[Dataset entries]
- Opening Delimiter -
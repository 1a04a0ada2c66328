use chrono::Utc;
use contracts::domain::online_order::aggregate::OnlineOrder;
use contracts::domain::online_store::aggregate::OnlineStore;
use contracts::enums::OrderStatus;
use contracts::integration::UpsertOutcome;

use super::repository::{self, OrderFields, OrderTarget};
use crate::domain::online_store;
use crate::shared::data::upsert::upsert_by_key;
use crate::shared::error::ApiError;
use crate::shared::payload::{epoch_field, float_field, string_field, Payload};

/// Normalize a marketplace order payload and upsert it by integration key.
/// The owning store must already exist.
pub async fn upsert_from_payload(payload: &Payload) -> Result<UpsertOutcome, ApiError> {
    let identity = resolve_identity(payload)?;

    let store_key = OnlineStore::key_for(&identity.region, &identity.shop_id);
    let store_ref = online_store::repository::find_id_by_key(&store_key)
        .await?
        .ok_or_else(|| {
            ApiError::StoreNotFound(format!(
                "shop_id={}, region={}",
                identity.shop_id, identity.region
            ))
        })?;

    let fields = OrderFields {
        store_ref,
        platform_order_id: identity.order_id.clone(),
        status: string_field(payload, "order_status")
            .as_deref()
            .and_then(map_order_status),
        currency: string_field(payload, "currency"),
        total_amount: float_field(payload, "total_amount"),
        order_created_at: epoch_field(payload, "create_time"),
        last_synced_at: Utc::now(),
        raw_payload_json: serde_json::Value::Object(payload.clone()).to_string(),
    };

    let outcome = upsert_by_key(&OrderTarget, &identity.integration_key, &fields).await?;
    Ok(outcome)
}

pub async fn list_all() -> anyhow::Result<Vec<OnlineOrder>> {
    repository::list_all().await
}

pub async fn get_by_key(integration_key: &str) -> anyhow::Result<Option<OnlineOrder>> {
    repository::get_by_key(integration_key).await
}

#[derive(Debug)]
struct OrderIdentity {
    integration_key: String,
    region: String,
    shop_id: String,
    order_id: String,
}

/// Assemble the order identity from the payload, backfilling missing pieces
/// from a supplied integration key only when the key matches the
/// five-segment layout `PLATFORM:REGION:SHOP:order:ORDER_ID`. A key with
/// any other shape contributes nothing; unresolvable pieces are a
/// MissingField error, never guessed.
fn resolve_identity(payload: &Payload) -> Result<OrderIdentity, ApiError> {
    let supplied_key = string_field(payload, "integration_key");

    let mut region = string_field(payload, "region");
    let mut shop_id = string_field(payload, "shop_id");
    let mut order_id =
        string_field(payload, "order_sn").or_else(|| string_field(payload, "order_id"));

    if let Some(key) = supplied_key.as_deref() {
        let parts: Vec<&str> = key.split(':').collect();
        if parts.len() == 5 && parts[3] == "order" {
            region = region.or_else(|| non_empty(parts[1]));
            shop_id = shop_id.or_else(|| non_empty(parts[2]));
            order_id = order_id.or_else(|| non_empty(parts[4]));
        }
    }

    match (region, shop_id, order_id) {
        (Some(region), Some(shop_id), Some(order_id)) => {
            let integration_key = supplied_key
                .unwrap_or_else(|| OnlineOrder::key_for(&region, &shop_id, &order_id));
            Ok(OrderIdentity {
                integration_key,
                region,
                shop_id,
                order_id,
            })
        }
        _ => Err(ApiError::MissingField(
            "integration_key or region, shop_id, order_id".into(),
        )),
    }
}

fn non_empty(segment: &str) -> Option<String> {
    (!segment.is_empty()).then(|| segment.to_string())
}

/// Marketplace order statuses onto the fixed lifecycle. Unmapped values
/// fall through to a case-insensitive match against the lifecycle spelling
/// itself; anything else leaves the status unset.
fn map_order_status(raw: &str) -> Option<OrderStatus> {
    let mapped = match raw {
        "PENDING" => Some(OrderStatus::Pending),
        "PROCESSING" | "READY_TO_SHIP" => Some(OrderStatus::Processing),
        "SHIPPED" => Some(OrderStatus::Shipped),
        "COMPLETED" => Some(OrderStatus::Completed),
        "CANCELLED" | "CANCELED" => Some(OrderStatus::Cancelled),
        "REFUNDED" | "RETURNED" => Some(OrderStatus::Refunded),
        _ => None,
    };
    mapped.or_else(|| OrderStatus::from_str_lenient(raw))
}

#[cfg(test)]
mod tests {
    use super::*;
    use serde_json::json;

    fn payload(value: serde_json::Value) -> Payload {
        value.as_object().unwrap().clone()
    }

    #[test]
    fn identity_derived_from_parts_when_key_absent() {
        let identity = resolve_identity(&payload(json!({
            "region": "SG",
            "shop_id": 70000101,
            "order_sn": "OD123",
        })))
        .unwrap();
        assert_eq!(identity.integration_key, "SHOPEE:SG:70000101:order:OD123");
        assert_eq!(identity.order_id, "OD123");
    }

    #[test]
    fn order_sn_wins_over_order_id() {
        let identity = resolve_identity(&payload(json!({
            "region": "SG",
            "shop_id": "S1",
            "order_sn": "SN1",
            "order_id": "ID1",
        })))
        .unwrap();
        assert_eq!(identity.order_id, "SN1");
    }

    #[test]
    fn well_formed_key_backfills_missing_pieces() {
        let identity = resolve_identity(&payload(json!({
            "integration_key": "SHOPEE:MY:70000202:order:OD9",
        })))
        .unwrap();
        assert_eq!(identity.region, "MY");
        assert_eq!(identity.shop_id, "70000202");
        assert_eq!(identity.order_id, "OD9");
        assert_eq!(identity.integration_key, "SHOPEE:MY:70000202:order:OD9");
    }

    #[test]
    fn malformed_key_contributes_nothing() {
        // Four segments: not the order-key layout, and no payload fallback
        let err = resolve_identity(&payload(json!({
            "integration_key": "SHOPEE:MY:70000202:OD9",
        })))
        .unwrap_err();
        assert!(matches!(err, ApiError::MissingField(_)));

        // Payload fields still rescue a malformed key
        let identity = resolve_identity(&payload(json!({
            "integration_key": "legacy-key-shape",
            "region": "SG",
            "shop_id": "S1",
            "order_id": "OD1",
        })))
        .unwrap();
        assert_eq!(identity.integration_key, "legacy-key-shape");
    }

    #[test]
    fn missing_everything_is_a_missing_field_error() {
        let err = resolve_identity(&payload(json!({}))).unwrap_err();
        assert!(
            matches!(err, ApiError::MissingField(f) if f == "integration_key or region, shop_id, order_id")
        );
    }

    #[test]
    fn status_table_and_pass_through() {
        assert_eq!(map_order_status("READY_TO_SHIP"), Some(OrderStatus::Processing));
        assert_eq!(map_order_status("RETURNED"), Some(OrderStatus::Refunded));
        assert_eq!(map_order_status("CANCELED"), Some(OrderStatus::Cancelled));
        // pass-through of already-normalized spellings, any case
        assert_eq!(map_order_status("Shipped"), Some(OrderStatus::Shipped));
        // unrecognized leaves status unset
        assert_eq!(map_order_status("IN_TRANSIT"), None);
    }
}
- Closing Delimiter -
▸ TASK GOAL: Please give the records again exactly as they are.

▸ EXERCISE RESPONSE:
repository 1a04a0ada2c66328
use chrono::Utc;
use contracts::domain::online_order::aggregate::OnlineOrder;
use contracts::domain::online_store::aggregate::OnlineStore;
use contracts::enums::OrderStatus;
use contracts::integration::UpsertOutcome;

use super::repository::{self, OrderFields, OrderTarget};
use crate::domain::online_store;
use crate::shared::data::upsert::upsert_by_key;
use crate::shared::error::ApiError;
use crate::shared::payload::{epoch_field, float_field, string_field, Payload};

/// Normalize a marketplace order payload and upsert it by integration key.
/// The owning store must already exist.
pub async fn upsert_from_payload(payload: &Payload) -> Result<UpsertOutcome, ApiError> {
    let identity = resolve_identity(payload)?;

    let store_key = OnlineStore::key_for(&identity.region, &identity.shop_id);
    let store_ref = online_store::repository::find_id_by_key(&store_key)
        .await?
        .ok_or_else(|| {
            ApiError::StoreNotFound(format!(
                "shop_id={}, region={}",
                identity.shop_id, identity.region
            ))
        })?;

    let fields = OrderFields {
        store_ref,
        platform_order_id: identity.order_id.clone(),
        status: string_field(payload, "order_status")
            .as_deref()
            .and_then(map_order_status),
        currency: string_field(payload, "currency"),
        total_amount: float_field(payload, "total_amount"),
        order_created_at: epoch_field(payload, "create_time"),
        last_synced_at: Utc::now(),
        raw_payload_json: serde_json::Value::Object(payload.clone()).to_string(),
    };

    let outcome = upsert_by_key(&OrderTarget, &identity.integration_key, &fields).await?;
    Ok(outcome)
}

pub async fn list_all() -> anyhow::Result<Vec<OnlineOrder>> {
    repository::list_all().await
}

pub async fn get_by_key(integration_key: &str) -> anyhow::Result<Option<OnlineOrder>> {
    repository::get_by_key(integration_key).await
}

#[derive(Debug)]
struct OrderIdentity {
    integration_key: String,
    region: String,
    shop_id: String,
    order_id: String,
}

/// Assemble the order identity from the payload, backfilling missing pieces
/// from a supplied integration key only when the key matches the
/// five-segment layout `PLATFORM:REGION:SHOP:order:ORDER_ID`. A key with
/// any other shape contributes nothing; unresolvable pieces are a
/// MissingField error, never guessed.
fn resolve_identity(payload: &Payload) -> Result<OrderIdentity, ApiError> {
    let supplied_key = string_field(payload, "integration_key");

    let mut region = string_field(payload, "region");
    let mut shop_id = string_field(payload, "shop_id");
    let mut order_id =
        string_field(payload, "order_sn").or_else(|| string_field(payload, "order_id"));

    if let Some(key) = supplied_key.as_deref() {
        let parts: Vec<&str> = key.split(':').collect();
        if parts.len() == 5 && parts[3] == "order" {
            region = region.or_else(|| non_empty(parts[1]));
            shop_id = shop_id.or_else(|| non_empty(parts[2]));
            order_id = order_id.or_else(|| non_empty(parts[4]));
        }
    }

    match (region, shop_id, order_id) {
        (Some(region), Some(shop_id), Some(order_id)) => {
            let integration_key = supplied_key
                .unwrap_or_else(|| OnlineOrder::key_for(&region, &shop_id, &order_id));
            Ok(OrderIdentity {
                integration_key,
                region,
                shop_id,
                order_id,
            })
        }
        _ => Err(ApiError::MissingField(
            "integration_key or region, shop_id, order_id".into(),
        )),
    }
}

fn non_empty(segment: &str) -> Option<String> {
    (!segment.is_empty()).then(|| segment.to_string())
}

/// Marketplace order statuses onto the fixed lifecycle. Unmapped values
/// fall through to a case-insensitive match against the lifecycle spelling
/// itself; anything else leaves the status unset.
fn map_order_status(raw: &str) -> Option<OrderStatus> {
    let mapped = match raw {
        "PENDING" => Some(OrderStatus::Pending),
        "PROCESSING" | "READY_TO_SHIP" => Some(OrderStatus::Processing),
        "SHIPPED" => Some(OrderStatus::Shipped),
        "COMPLETED" => Some(OrderStatus::Completed),
        "CANCELLED" | "CANCELED" => Some(OrderStatus::Cancelled),
        "REFUNDED" | "RETURNED" => Some(OrderStatus::Refunded),
        _ => None,
    };
    mapped.or_else(|| OrderStatus::from_str_lenient(raw))
}

#[cfg(test)]
mod tests {
    use super::*;
    use serde_json::json;

    fn payload(value: serde_json::Value) -> Payload {
        value.as_object().unwrap().clone()
    }

    #[test]
    fn identity_derived_from_parts_when_key_absent() {
        let identity = resolve_identity(&payload(json!({
            "region": "SG",
            "shop_id": 70000101,
            "order_sn": "OD123",
        })))
        .unwrap();
        assert_eq!(identity.integration_key, "SHOPEE:SG:70000101:order:OD123");
        assert_eq!(identity.order_id, "OD123");
    }

    #[test]
    fn order_sn_wins_over_order_id() {
        let identity = resolve_identity(&payload(json!({
            "region": "SG",
            "shop_id": "S1",
            "order_sn": "SN1",
            "order_id": "ID1",
        })))
        .unwrap();
        assert_eq!(identity.order_id, "SN1");
    }

    #[test]
    fn well_formed_key_backfills_missing_pieces() {
        let identity = resolve_identity(&payload(json!({
            "integration_key": "SHOPEE:MY:70000202:order:OD9",
        })))
        .unwrap();
        assert_eq!(identity.region, "MY");
        assert_eq!(identity.shop_id, "70000202");
        assert_eq!(identity.order_id, "OD9");
        assert_eq!(identity.integration_key, "SHOPEE:MY:70000202:order:OD9");
    }

    #[test]
    fn malformed_key_contributes_nothing() {
        // Four segments: not the order-key layout, and no payload fallback
        let err = resolve_identity(&payload(json!({
            "integration_key": "SHOPEE:MY:70000202:OD9",
        })))
        .unwrap_err();
        assert!(matches!(err, ApiError::MissingField(_)));

        // Payload fields still rescue a malformed key
        let identity = resolve_identity(&payload(json!({
            "integration_key": "legacy-key-shape",
            "region": "SG",
            "shop_id": "S1",
            "order_id": "OD1",
        })))
        .unwrap();
        assert_eq!(identity.integration_key, "legacy-key-shape");
    }

    #[test]
    fn missing_everything_is_a_missing_field_error() {
        let err = resolve_identity(&payload(json!({}))).unwrap_err();
        assert!(
            matches!(err, ApiError::MissingField(f) if f == "integration_key or region, shop_id, order_id")
        );
    }

    #[test]
    fn status_table_and_pass_through() {
        assert_eq!(map_order_status("READY_TO_SHIP"), Some(OrderStatus::Processing));
        assert_eq!(map_order_status("RETURNED"), Some(OrderStatus::Refunded));
        assert_eq!(map_order_status("CANCELED"), Some(OrderStatus::Cancelled));
        // pass-through of already-normalized spellings, any case
        assert_eq!(map_order_status("Shipped"), Some(OrderStatus::Shipped));
        // unrecognized leaves status unset
        assert_eq!(map_order_status("IN_TRANSIT"), None);
    }
}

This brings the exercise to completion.